Der eindeutige Sieger heißt Reiner Haseloff

Der Morgen hat mich überrascht: ja, ich kannte das Wahlergebnis aus Sachen-Anhalt schon. Man kann dem eigentlichen Gewinner nur gratulieren. Er heißt nicht „CDU“ sondern Reiner Haseloff.

Doch nun die Überraschung: die CDU holte 40 der 41 Wahlkreise per Direktmandat. So jedenfalls hieß es heute nach Auszählung fast aller Stimmbezirke.

Ein Riesenerfolg für Haseloff und „seine“ CDU. Die anderen sahen nicht gut aus: Nur in einem einzigen Wahlkreis kam ein AfD-Kandidat durch.
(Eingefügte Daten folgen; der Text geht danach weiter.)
//! Error types shared by the analyzer, the spelling pass and the CLI.

use std::io;
use std::path::PathBuf;

use thiserror::Error;

#[derive(Error, Debug)]
pub enum AnalyzerError {
    /// The input document does not exist.
    #[error("could not find file {}", path.display())]
    MissingInput { path: PathBuf },

    /// Readability was requested for text with no sentences or no words.
    #[error("text contains no sentences or no words")]
    EmptyText,

    #[error("I/O error on {}: {source}", path.display())]
    Io {
        path: PathBuf,
        #[source]
        source: io::Error,
    },

    /// The console report could not be written.
    #[error("could not write report: {0}")]
    Report(#[from] io::Error),

    /// Word list could not be read or parsed.
    #[error("dictionary error: {0}")]
    Dictionary(String),
}

impl AnalyzerError {
    pub fn io(path: impl Into<PathBuf>, source: io::Error) -> Self {
        AnalyzerError::Io {
            path: path.into(),
            source,
        }
    }

    /// Maps a failed read of `path` to `MissingInput` when the file is absent.
    pub fn from_read(path: impl Into<PathBuf>, source: io::Error) -> Self {
        let path = path.into();
        if source.kind() == io::ErrorKind::NotFound {
            AnalyzerError::MissingInput { path }
        } else {
            AnalyzerError::Io { path, source }
        }
    }
}

pub type Result<T> = std::result::Result<T, AnalyzerError>;

#[cfg(test)]
mod tests {
    use super::*;

    #[test]
    fn not_found_becomes_missing_input() {
        let err = AnalyzerError::from_read(
            "data/in/nope.txt",
            io::Error::new(io::ErrorKind::NotFound, "gone"),
        );
        assert!(matches!(err, AnalyzerError::MissingInput { .. }));
        assert_eq!(err.to_string(), "could not find file data/in/nope.txt");
    }

    #[test]
    fn other_read_errors_stay_io() {
        let err = AnalyzerError::from_read(
            "locked.txt",
            io::Error::new(io::ErrorKind::PermissionDenied, "denied"),
        );
        assert!(matches!(err, AnalyzerError::Io { .. }));
    }
}
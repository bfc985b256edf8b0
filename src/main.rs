use std::io;
use std::path::PathBuf;
use std::process;

use anyhow::Context;
use clap::{Args, Parser, Subcommand};
use tracing_subscriber::EnvFilter;

use fogcheck::classifier::classify_paragraphs;
use fogcheck::document::{read_document, write_document};
use fogcheck::text::{join_paragraphs, split_paragraphs};
use fogcheck::{report, Config, Corrector};

/// Readability analyzer, spelling fixer and paragraph classifier
#[derive(Parser, Debug)]
#[command(version, about, long_about = None)]
struct Cli {
    /// Directory holding word lists and default input/output files
    #[arg(long, global = true, default_value = "data")]
    data_dir: PathBuf,

    /// Log debug output to stderr
    #[arg(short, long, global = true)]
    verbose: bool,

    #[command(subcommand)]
    command: Command,
}

#[derive(Subcommand, Debug)]
enum Command {
    /// Fix spelling and report readability paragraph by paragraph
    Analyze(AnalyzeArgs),
    /// Split paragraphs into technology and medical files
    Classify(ClassifyArgs),
    /// Add a word to the custom dictionary
    AddWord {
        /// Word to add
        word: String,
    },
}

#[derive(Args, Debug)]
struct AnalyzeArgs {
    /// Input text file (default: <data-dir>/in/raw-data.txt)
    input: Option<PathBuf>,

    /// Where to save the corrected text (default: <data-dir>/out/corrected-spelling-data.txt)
    #[arg(short, long, conflicts_with = "no_output")]
    output: Option<PathBuf>,

    /// Only print the report
    #[arg(long)]
    no_output: bool,

    /// Additional word list (`word` or `word|frequency` per line)
    #[arg(short = 'd', long)]
    custom_dict: Option<PathBuf>,

    /// File with extra technical terms, one per line
    #[arg(long)]
    terms: Option<PathBuf>,

    /// Number of frequent words to list per paragraph
    #[arg(long, default_value_t = 5)]
    top: usize,

    /// Largest edit distance accepted for a correction
    #[arg(long, default_value_t = 2)]
    max_distance: usize,
}

#[derive(Args, Debug)]
struct ClassifyArgs {
    /// Input text file (default: <data-dir>/in/raw-data.txt)
    input: Option<PathBuf>,

    /// Output for technology paragraphs (default: <data-dir>/out/technology.txt)
    #[arg(long)]
    technology: Option<PathBuf>,

    /// Output for medical paragraphs (default: <data-dir>/out/medical.txt)
    #[arg(long)]
    medical: Option<PathBuf>,
}

fn main() {
    let cli = Cli::parse();

    let default_level = if cli.verbose { "debug" } else { "warn" };
    tracing_subscriber::fmt()
        .with_env_filter(
            EnvFilter::try_from_default_env().unwrap_or_else(|_| EnvFilter::new(default_level)),
        )
        .with_writer(io::stderr)
        .init();

    if let Err(e) = run(cli) {
        eprintln!("Error: {:#}", e);
        process::exit(1);
    }
}

fn run(cli: Cli) -> anyhow::Result<()> {
    let config = Config {
        data_dir: cli.data_dir,
        ..Config::default()
    };

    match cli.command {
        Command::Analyze(args) => analyze(config, args),
        Command::Classify(args) => classify(&config, args),
        Command::AddWord { word } => {
            let mut corrector = Corrector::new(&config)?;
            corrector.add_custom_word(&word)?;
            println!("Word '{}' added to the custom dictionary.", word);
            Ok(())
        }
    }
}

fn analyze(mut config: Config, args: AnalyzeArgs) -> anyhow::Result<()> {
    config.custom_dict = args.custom_dict;
    config.top_words = args.top;
    config.max_distance = args.max_distance;
    if let Some(ref terms) = args.terms {
        config
            .technical_terms
            .extend_from_file(terms)
            .context("loading technical terms")?;
    }

    let input = args.input.unwrap_or_else(|| config.default_input());
    let output = match (args.no_output, args.output) {
        (true, _) => None,
        (false, Some(path)) => Some(path),
        (false, None) => Some(config.default_corrected_output()),
    };

    // read before building the dictionary so a missing file fails fast
    let text = read_document(&input)?;
    let corrector = Corrector::new(&config)?;
    let document = corrector.process_document(&text);

    let stdout = io::stdout();
    let mut out = stdout.lock();
    report::write_and_save(&mut out, &document, output.as_deref())?;
    Ok(())
}

fn classify(config: &Config, args: ClassifyArgs) -> anyhow::Result<()> {
    let input = args.input.unwrap_or_else(|| config.default_input());
    let technology = args
        .technology
        .unwrap_or_else(|| config.default_technology_output());
    let medical = args
        .medical
        .unwrap_or_else(|| config.default_medical_output());

    let paragraphs = split_paragraphs(&read_document(&input)?);
    if paragraphs.is_empty() {
        println!("No paragraphs found in {}", input.display());
        return Ok(());
    }

    let classification = classify_paragraphs(&paragraphs);

    write_document(&technology, &join_paragraphs(&classification.technology))?;
    println!(
        "Technology-related content ({} paragraphs) written to {}",
        classification.technology.len(),
        technology.display()
    );

    write_document(&medical, &join_paragraphs(&classification.medical))?;
    println!(
        "Medical-related content ({} paragraphs) written to {}",
        classification.medical.len(),
        medical.display()
    );

    if classification.unclassified > 0 {
        println!("{} paragraphs matched neither category", classification.unclassified);
    }
    Ok(())
}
Die Bundes-CDU - nicht die Zeit für Triumphe

Herr Laschet sollte gegenwärtig eher in sich gehen: Das war nicht sein Erfolg. Und auch die FDP darf nicht triumphieren, denn in der gegenwärtigen Situation wählt mancher FDP, weil der darin ein pandemiebezogenes Freiheitsversprechen sieht. Und die Grünen? Sie haben keinesfalls „schon verloren“, wie manche behaupten.

Absurde Ideen helfen dem Bürger nicht

Der Rest der Parteien? Die SPD hat sich lahmgelaufen: Was die dortige Parteispitze auch immer erzählt - es lockt den Wähler nicht mehr hinter dem Ofen hervor. Das passiert, wenn man im Bund schwachen Leuten eine ohnehin geschwächte Partei überlässt. Und die Linke? Sie hat in den meisten Bundesländern das gleiche Problem wie die AfD - nur gegen „das System“ zu sein, hat auf Dauer kaum Erfolg. Vernunft in Ökonomie und Ökologie sind sinnvollere Ansätze.
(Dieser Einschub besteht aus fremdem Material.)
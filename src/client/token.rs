//! Access-token lifecycle and replay coordination.
//!
//! Invariants:
//!
//! - At most one token request is in flight at any time. Requests that need
//!   a refresh while one is running enqueue their descriptor and wait.
//! - Every enqueued descriptor is resolved exactly once: replayed after a
//!   successful refresh, or failed with the refresh's error.
//! - The retry queue drains in stack order (most recently enqueued first),
//!   and only by the refresh that owns the in-flight flag.

use futures::future::BoxFuture;
use serde::Deserialize;
use tokio::sync::oneshot;
use tracing::{debug, error, info, warn};
use url::form_urlencoded;

use crate::client::api::{AttemptOutcome, TagSenseClient};
use crate::client::operations::Operation;
use crate::client::transport::FormRequest;
use crate::error::{Result, TagSenseError};
use crate::protocol::{classify_http_status, throttle_wait_seconds, HttpDisposition, TOKEN_PATH};
use crate::types::ApiResponse;

/// A request parked behind a token refresh: the operation descriptor to
/// replay and the channel its final result is delivered on.
pub(crate) struct PendingRetry {
    pub(crate) op: Operation,
    pub(crate) reply: oneshot::Sender<Result<ApiResponse>>,
}

/// Verdict of a token endpoint response body.
#[derive(Debug, Clone, PartialEq, Eq)]
pub(crate) enum TokenOutcome {
    /// A fresh access token was granted.
    Granted(String),
    /// The service refused the client credentials.
    Refused {
        code: String,
        message: Option<String>,
    },
    /// Neither an access token nor an error status was present.
    Unhandled,
}

/// Interpret a token endpoint body. An error `status_code` wins over any
/// `access_token` also present.
pub(crate) fn interpret_token_body(body: &[u8]) -> Result<TokenOutcome> {
    #[derive(Deserialize)]
    struct TokenEnvelope {
        #[serde(default)]
        access_token: Option<String>,
        #[serde(default)]
        status_code: Option<String>,
        #[serde(default)]
        status_msg: Option<String>,
    }

    let envelope: TokenEnvelope = serde_json::from_slice(body)?;
    if let Some(code) = envelope.status_code {
        return Ok(TokenOutcome::Refused {
            code,
            message: envelope.status_msg,
        });
    }
    if let Some(token) = envelope.access_token {
        return Ok(TokenOutcome::Granted(token));
    }
    Ok(TokenOutcome::Unhandled)
}

impl TagSenseClient {
    /// Record a retry behind the token refresh and start a refresh if none
    /// is running. Exactly one HTTP call to the token endpoint results from
    /// any number of concurrent callers.
    pub(crate) async fn request_access_token(&self, pending: PendingRetry) {
        let owns_refresh = {
            let mut session = self.inner.session.lock();
            session.retry_queue.push(pending);
            if session.token_request_in_flight {
                false
            } else {
                session.token_request_in_flight = true;
                true
            }
        };

        if !owns_refresh {
            if self.verbose() {
                debug!("token request already in flight, queued for replay");
            }
            return;
        }

        self.run_token_request().await;
    }

    /// Issue the token request and settle the retry queue. Boxed because
    /// draining replays operations, and a replay that is rejected again
    /// re-enters this path.
    fn run_token_request(&self) -> BoxFuture<'_, ()> {
        Box::pin(async move {
            if self.verbose() {
                info!("requesting new access token");
            }

            let request = self.token_request();
            let response = match self.inner.transport.post_form(&request).await {
                Ok(response) => response,
                Err(err) => {
                    error!(error = %err, "token request transport failure");
                    self.clear_in_flight();
                    self.fail_retry_queue(TagSenseError::RefreshFailed(err.to_string()));
                    return;
                }
            };

            if self.log_http() {
                debug!(
                    status = response.status,
                    body = %String::from_utf8_lossy(&response.body),
                    "raw token response"
                );
            }

            match classify_http_status(response.status) {
                HttpDisposition::Unexpected => {
                    warn!(
                        status = response.status,
                        "unexpected http status on token request"
                    );
                    self.clear_in_flight();
                    self.fail_retry_queue(TagSenseError::RefreshFailed(format!(
                        "unexpected http status {}",
                        response.status
                    )));
                }
                HttpDisposition::Throttled => {
                    // The refresh itself got throttled. Enter the throttle
                    // episode and drain; every replay resolves locally with
                    // the synthetic throttled result.
                    let wait_seconds = throttle_wait_seconds(&response.headers);
                    if self.verbose() {
                        info!(wait_seconds, "token request throttled");
                    }
                    self.enter_throttled(wait_seconds);
                    self.clear_in_flight();
                    self.drain_retry_queue().await;
                }
                HttpDisposition::Deliverable => {
                    self.clear_in_flight();
                    match interpret_token_body(&response.body) {
                        Ok(TokenOutcome::Granted(token)) => {
                            if self.verbose() {
                                info!("access token replaced");
                            }
                            self.inner.session.lock().access_token = token;
                            self.drain_retry_queue().await;
                        }
                        Ok(TokenOutcome::Refused { code, message }) => {
                            warn!(status_code = %code, "client credentials refused");
                            self.fail_retry_queue(TagSenseError::TokenRefused { code, message });
                        }
                        Ok(TokenOutcome::Unhandled) => {
                            error!("unhandled token endpoint response");
                            self.fail_retry_queue(TagSenseError::RefreshFailed(
                                "unhandled token endpoint response".to_string(),
                            ));
                        }
                        Err(err) => {
                            error!(error = %err, "malformed token endpoint response");
                            self.fail_retry_queue(TagSenseError::RefreshFailed(err.to_string()));
                        }
                    }
                }
            }
        })
    }

    /// Client-credentials form POST to the token endpoint, authenticated
    /// with the currently stored (possibly stale) token.
    fn token_request(&self) -> FormRequest {
        let body = form_urlencoded::Serializer::new(String::new())
            .append_pair("grant_type", "client_credentials")
            .append_pair("client_id", &self.inner.credentials.client_id)
            .append_pair("client_secret", &self.inner.credentials.client_secret)
            .finish();

        let config = self.inner.config.read();
        let url = format!(
            "{}://{}:{}{}",
            config.scheme, config.host, config.port, TOKEN_PATH
        );
        drop(config);

        let bearer = self.inner.session.lock().access_token.clone();
        FormRequest { url, bearer, body }
    }

    fn clear_in_flight(&self) {
        self.inner.session.lock().token_request_in_flight = false;
    }

    /// Replay queued operations in stack order, delivering each result on
    /// its reply channel. A replay rejected for its token again re-enters
    /// the refresh path with its channel intact.
    async fn drain_retry_queue(&self) {
        loop {
            let pending = self.inner.session.lock().retry_queue.pop();
            let Some(pending) = pending else { break };

            match self.attempt(&pending.op).await {
                Ok(AttemptOutcome::Done(response)) => {
                    let _ = pending.reply.send(Ok(response));
                }
                Ok(AttemptOutcome::TokenRejected) => {
                    self.request_access_token(pending).await;
                }
                Err(err) => {
                    let _ = pending.reply.send(Err(err));
                }
            }
        }
    }

    /// Fail every queued retry with clones of one error, in stack order.
    fn fail_retry_queue(&self, error: TagSenseError) {
        loop {
            let pending = self.inner.session.lock().retry_queue.pop();
            let Some(pending) = pending else { break };
            let _ = pending.reply.send(Err(error.clone()));
        }
    }
}

#[cfg(test)]
mod tests {
    use super::*;

    #[test]
    fn test_interpret_granted() {
        let outcome = interpret_token_body(br#"{"access_token": "tok123"}"#).unwrap();
        assert_eq!(outcome, TokenOutcome::Granted("tok123".to_string()));
    }

    #[test]
    fn test_interpret_refused() {
        let body = br#"{"status_code": "CREDENTIALS_INVALID", "status_msg": "bad pair"}"#;
        let outcome = interpret_token_body(body).unwrap();
        assert_eq!(
            outcome,
            TokenOutcome::Refused {
                code: "CREDENTIALS_INVALID".to_string(),
                message: Some("bad pair".to_string()),
            }
        );
    }

    #[test]
    fn test_interpret_error_status_wins_over_token() {
        let body = br#"{"status_code": "CREDENTIALS_INVALID", "access_token": "tok123"}"#;
        let outcome = interpret_token_body(body).unwrap();
        assert!(matches!(outcome, TokenOutcome::Refused { .. }));
    }

    #[test]
    fn test_interpret_unhandled_shape() {
        let outcome = interpret_token_body(br#"{"hello": "world"}"#).unwrap();
        assert_eq!(outcome, TokenOutcome::Unhandled);
    }

    #[test]
    fn test_interpret_malformed_body() {
        assert!(interpret_token_body(b"<html>oops</html>").is_err());
    }
}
CDU ohne Kompass? Oder SPD mit Realitätsverlust?

Die Überschrift über eine Meldung des ZDF verblüfft: „SPD-Chefin Esken will ohne CDU regieren.“ Was da ein bisschen stört, ist das Wort „regieren“. Denn die SPD wird demnächst weder im Bund noch in Sachsen-Anhalt „regieren“ - es sei denn als Juniorpartner in einer irgendwie gearteten Koalition.

Was denn nun ? Ein Gedankenfehler der Reaktion? Oder ein neuer, wirrer Gedanke der maroden SPD?

Nein, nein, auch die ZEIT titelte: „Saskia Esken strebt Regierung ohne CDU an“. Also will sie die Regierung übernehmen? Und weil das im Bund mangels Mehrheit wohl kaum möglich ist, in Sachsen-Anhalt?

Da ist es auch nicht möglich, egal, ob man „neuen“ oder „neuesten“ Wahlprognosen glaubt.

Ach, am Ende des Tages denke ich bei aller Zurückhaltung: arme SPD. Weniger Realitätsverlust wäre wirklich ein Zugewinn.

Künstliche Erregung über Frau Schwan

Die SPD hat offenkundig keine anderen Probleme mehr, als sich mit „Queer-Fragen“ auseinanderzusetzen. So jedenfalls der Eindruck, den Feuilleton-Leser dieser Tage bekamen. Das wird ein Thema in einem kaum bekannten Fernsehkanal „Vorwärts 1876“ ein Thema behandelt, das zunächst wenige interessierte. Dann wird es (durch wen auch immer) in die Schlagzeilen gebracht, und schließlich wird die Empörungsmaschinerie angeworfen. Auch mithilfe der Presse.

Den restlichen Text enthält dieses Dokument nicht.